One payment option is to negotiate an installment agreement with the IRS. If you owe less than $25,000 and are able to pay your full bill over time, it’s often possible to get the IRS to agree to an installment arrangement. But you’ll have to do the math to compare the cost of an IRS installment agreement with the cost of using your credit card.

The IRS is currently charging an interest rate of about 8% (this rate fluctuates quarterly), and there’s a possibility the IRS will charge a late-payment penalty as well (usually 0.5% per month), though taxpayers can sometimes negotiate to get this penalty waived. If you have a credit card with a lower interest rate, it may make sense to use that instead, Detweiler said. But, while you’re comparing interest rates, don’t forget to include the various fees. An IRS installment agreement costs $43, while the online tax-bill payment processors charge a 2.49% fee. On a $2,000 tax bill, that’s $49.80.

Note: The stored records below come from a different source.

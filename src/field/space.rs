//! Function spaces: products of bases.

use crate::basis::{
    AxisBasis, Basis, BallBasis, CartesianCoordinates, Dtype, SphereBasis,
};
use crate::error::FieldError;
use std::sync::Arc;

/// Tensor product of one optional basis per Cartesian axis.
///
/// A `None` axis means the field is constant along that coordinate. At
/// most one axis may carry a Jacobi basis; that axis is the coupled
/// direction of the per-pencil systems.
#[derive(Clone, Debug)]
pub struct CartesianSpace {
    coords: CartesianCoordinates,
    dtype: Dtype,
    axes: Vec<Option<AxisBasis>>,
}

impl CartesianSpace {
    pub fn new(
        coords: CartesianCoordinates,
        dtype: Dtype,
        axes: Vec<Option<AxisBasis>>,
    ) -> Result<Self, FieldError> {
        let invalid = |reason: String| FieldError::IncompatibleSpace {
            name: "space".into(),
            reason,
        };
        if axes.len() != coords.dim() {
            return Err(invalid(format!(
                "{} bases given for {} coordinates",
                axes.len(),
                coords.dim()
            )));
        }
        let mut jacobi = 0;
        let mut real_fourier = 0;
        for (axis, basis) in axes.iter().enumerate() {
            match basis {
                Some(AxisBasis::Jacobi(_)) => jacobi += 1,
                Some(AxisBasis::Fourier(f)) if f.dtype() == Dtype::Real => {
                    if dtype == Dtype::Complex {
                        return Err(invalid(format!("real Fourier basis on axis {axis} in a complex space")));
                    }
                    real_fourier += 1;
                }
                Some(AxisBasis::Fourier(_)) => {}
                None => {}
            }
            if let Some(b) = basis {
                if b.as_basis().coord() != coords.coord(axis) {
                    return Err(invalid(format!(
                        "basis for '{}' attached to axis '{}'",
                        b.as_basis().coord(),
                        coords.coord(axis)
                    )));
                }
            }
        }
        if jacobi > 1 {
            return Err(invalid("at most one Jacobi axis is supported".into()));
        }
        if real_fourier > 1 {
            return Err(invalid("at most one real Fourier axis is supported".into()));
        }
        Ok(Self { coords, dtype, axes })
    }

    pub fn coords(&self) -> &CartesianCoordinates {
        &self.coords
    }

    pub fn dtype(&self) -> Dtype {
        self.dtype
    }

    pub fn dim(&self) -> usize {
        self.axes.len()
    }

    pub fn axis(&self, axis: usize) -> Option<&AxisBasis> {
        self.axes.get(axis).and_then(Option::as_ref)
    }

    pub fn axes(&self) -> &[Option<AxisBasis>] {
        &self.axes
    }

    /// Index of the Jacobi axis, if any.
    pub fn jacobi_axis(&self) -> Option<usize> {
        self.axes
            .iter()
            .position(|b| matches!(b, Some(AxisBasis::Jacobi(_))))
    }

    /// Index of the real (half-spectrum) Fourier axis, if any.
    pub fn real_fourier_axis(&self) -> Option<usize> {
        self.axes.iter().position(|b| match b {
            Some(AxisBasis::Fourier(f)) => f.dtype() == Dtype::Real,
            _ => false,
        })
    }

    pub fn coeff_shape(&self) -> Vec<usize> {
        self.axes
            .iter()
            .map(|b| b.as_ref().map_or(1, |b| b.as_basis().coeff_size()))
            .collect()
    }

    pub fn grid_shape(&self) -> Vec<usize> {
        self.axes
            .iter()
            .map(|b| b.as_ref().map_or(1, |b| b.as_basis().grid_size()))
            .collect()
    }

    /// The same space made constant along `axis`.
    pub fn restrict(&self, axis: usize) -> Self {
        let mut axes = self.axes.clone();
        if let Some(a) = axes.get_mut(axis) {
            *a = None;
        }
        Self {
            coords: self.coords.clone(),
            dtype: self.dtype,
            axes,
        }
    }

    /// The same space with `basis` on `axis`.
    pub fn with_axis(&self, axis: usize, basis: AxisBasis) -> Self {
        let mut axes = self.axes.clone();
        axes[axis] = Some(basis);
        Self {
            coords: self.coords.clone(),
            dtype: self.dtype,
            axes,
        }
    }

    /// Whether data on `self` can be broadcast onto `other` on the grid.
    pub fn embeds_in(&self, other: &Self) -> bool {
        self.coords == other.coords
            && self.axes.iter().zip(&other.axes).all(|(a, b)| match (a, b) {
                (None, _) => true,
                (Some(a), Some(b)) => a.same_grid(b),
                (Some(_), None) => false,
            })
    }

    /// Smallest space both operands embed in. Where both carry a basis,
    /// the basis of `self` is kept.
    pub fn union(&self, other: &Self) -> Result<Self, FieldError> {
        if self.coords != other.coords {
            return Err(FieldError::IncompatibleSpace {
                name: "union".into(),
                reason: "different coordinate systems".into(),
            });
        }
        let mut axes = Vec::with_capacity(self.axes.len());
        for (axis, (a, b)) in self.axes.iter().zip(&other.axes).enumerate() {
            axes.push(match (a, b) {
                (Some(a), Some(b)) if !a.same_grid(b) => {
                    return Err(FieldError::IncompatibleSpace {
                        name: "union".into(),
                        reason: format!("bases on axis {axis} have different grids"),
                    });
                }
                (Some(a), _) => Some(a.clone()),
                (None, b) => b.clone(),
            });
        }
        Ok(Self {
            coords: self.coords.clone(),
            dtype: self.dtype,
            axes,
        })
    }
}

/// Domain of a field.
#[derive(Clone, Debug)]
pub enum Space {
    Cartesian(CartesianSpace),
    /// Full ball (angles and radius).
    Ball(Arc<BallBasis>),
    /// A sphere: the ball surface, or any shell of the same angular basis.
    Sphere(Arc<SphereBasis>),
}

impl Space {
    /// Number of vector components.
    pub fn dim(&self) -> usize {
        match self {
            Self::Cartesian(c) => c.dim(),
            Self::Ball(_) | Self::Sphere(_) => 3,
        }
    }

    pub fn dtype(&self) -> Dtype {
        match self {
            Self::Cartesian(c) => c.dtype(),
            Self::Ball(b) => b.dtype(),
            Self::Sphere(s) => s.dtype(),
        }
    }

    pub fn as_cartesian(&self) -> Option<&CartesianSpace> {
        match self {
            Self::Cartesian(c) => Some(c),
            _ => None,
        }
    }

    /// Whether both spaces share the same grid.
    pub fn same_grid(&self, other: &Self) -> bool {
        match (self, other) {
            (Self::Cartesian(a), Self::Cartesian(b)) => a.embeds_in(b) && b.embeds_in(a),
            (Self::Ball(a), Self::Ball(b)) => {
                Arc::ptr_eq(a, b)
                    || (a.shape() == b.shape() && a.radius() == b.radius() && a.grid_shape() == b.grid_shape())
            }
            (Self::Sphere(a), Self::Sphere(b)) => {
                Arc::ptr_eq(a, b) || (a.shape() == b.shape() && a.grid_shape() == b.grid_shape())
            }
            _ => false,
        }
    }

    /// Whether fields on `self` broadcast onto `other` on the grid.
    pub fn embeds_in(&self, other: &Self) -> bool {
        match (self, other) {
            (Self::Cartesian(a), Self::Cartesian(b)) => a.embeds_in(b),
            _ => self.same_grid(other),
        }
    }

    /// Smallest space both operands embed in.
    pub fn union(&self, other: &Self) -> Result<Self, FieldError> {
        match (self, other) {
            (Self::Cartesian(a), Self::Cartesian(b)) => Ok(Self::Cartesian(a.union(b)?)),
            _ if other.embeds_in(self) => Ok(self.clone()),
            _ if self.embeds_in(other) => Ok(other.clone()),
            _ => Err(FieldError::IncompatibleSpace {
                name: "union".into(),
                reason: format!("cannot combine {} and {}", self.kind(), other.kind()),
            }),
        }
    }

    pub(crate) fn kind(&self) -> &'static str {
        match self {
            Self::Cartesian(_) => "Cartesian space",
            Self::Ball(_) => "ball",
            Self::Sphere(_) => "sphere",
        }
    }
}

impl From<CartesianSpace> for Space {
    fn from(s: CartesianSpace) -> Self {
        Self::Cartesian(s)
    }
}

impl From<Arc<BallBasis>> for Space {
    fn from(b: Arc<BallBasis>) -> Self {
        Self::Ball(b)
    }
}

impl From<Arc<SphereBasis>> for Space {
    fn from(s: Arc<SphereBasis>) -> Self {
        Self::Sphere(s)
    }
}

#[cfg(test)]
mod tests {
    use super::*;
    use crate::basis::{FourierBasis, JacobiBasis};

    fn poisson_space() -> (CartesianCoordinates, CartesianSpace) {
        let c = CartesianCoordinates::new(&["x", "y"]);
        let x = FourierBasis::real(c.coord(0).clone(), 8, (0.0, 1.0), 1.5).unwrap();
        let y = JacobiBasis::chebyshev(c.coord(1).clone(), 6, (0.0, 1.0), 1.5).unwrap();
        let s = CartesianSpace::new(c.clone(), Dtype::Real, vec![Some(x.into()), Some(y.into())]).unwrap();
        (c, s)
    }

    #[test]
    fn test_shapes() {
        let (_, s) = poisson_space();
        assert_eq!(s.coeff_shape(), vec![4, 6]);
        assert_eq!(s.grid_shape(), vec![12, 9]);
        assert_eq!(s.jacobi_axis(), Some(1));
        assert_eq!(s.real_fourier_axis(), Some(0));
    }

    #[test]
    fn test_restrict_and_union() {
        let (_, s) = poisson_space();
        let edge = s.restrict(1);
        assert_eq!(edge.coeff_shape(), vec![4, 1]);
        assert!(edge.embeds_in(&s));
        assert!(!s.embeds_in(&edge));
        let u = edge.union(&s).unwrap();
        assert_eq!(u.coeff_shape(), vec![4, 6]);
    }

    #[test]
    fn test_rejects_two_jacobi_axes() {
        let c = CartesianCoordinates::new(&["x", "y"]);
        let x = JacobiBasis::chebyshev(c.coord(0).clone(), 4, (0.0, 1.0), 1.0).unwrap();
        let y = JacobiBasis::chebyshev(c.coord(1).clone(), 4, (0.0, 1.0), 1.0).unwrap();
        assert!(CartesianSpace::new(c, Dtype::Real, vec![Some(x.into()), Some(y.into())]).is_err());
    }

    #[test]
    fn test_rejects_misplaced_basis() {
        let c = CartesianCoordinates::new(&["x", "y"]);
        let y = JacobiBasis::chebyshev(c.coord(1).clone(), 4, (0.0, 1.0), 1.0).unwrap();
        assert!(CartesianSpace::new(c, Dtype::Real, vec![Some(y.into()), None]).is_err());
    }
}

There’s another option: Mailing your payment via one of the checks your credit card company provides, again, compare the interest rate and the fee charged for using that check. Keeping things friendly You may want to use your credit card to avoid any negative interaction with the IRS. “If it’s close, I would probably go with the credit card. Then you have a clean slate with the IRS,” Yu said. And, Detweiler said, on occasion the IRS files a federal tax lien even if you have an approved installment agreement in place.

“The interest rate isn’t bad and the fee’s not terribly onerous, but what isn’t always clear to consumers is, even if it’s approved, [the IRS] may file a notice to secure a lien,” she said. “You may propose an installment agreement and end up with a tax lien on your credit report,” she said. Before seeking an installment agreement, check with the IRS that it won’t file a lien.

If you decide to pay your taxes with plastic, there are more options this year. Link2Gov, the Nashville, Tenn.-based operator of Pay1040.com, earlier this year introduced IncomeTaxPayment.com, where taxpayers can pay their tax bill with a PIN-based debit card. At the company’s other site, Pay1040.com, taxpayers can use a credit card to pay their taxes.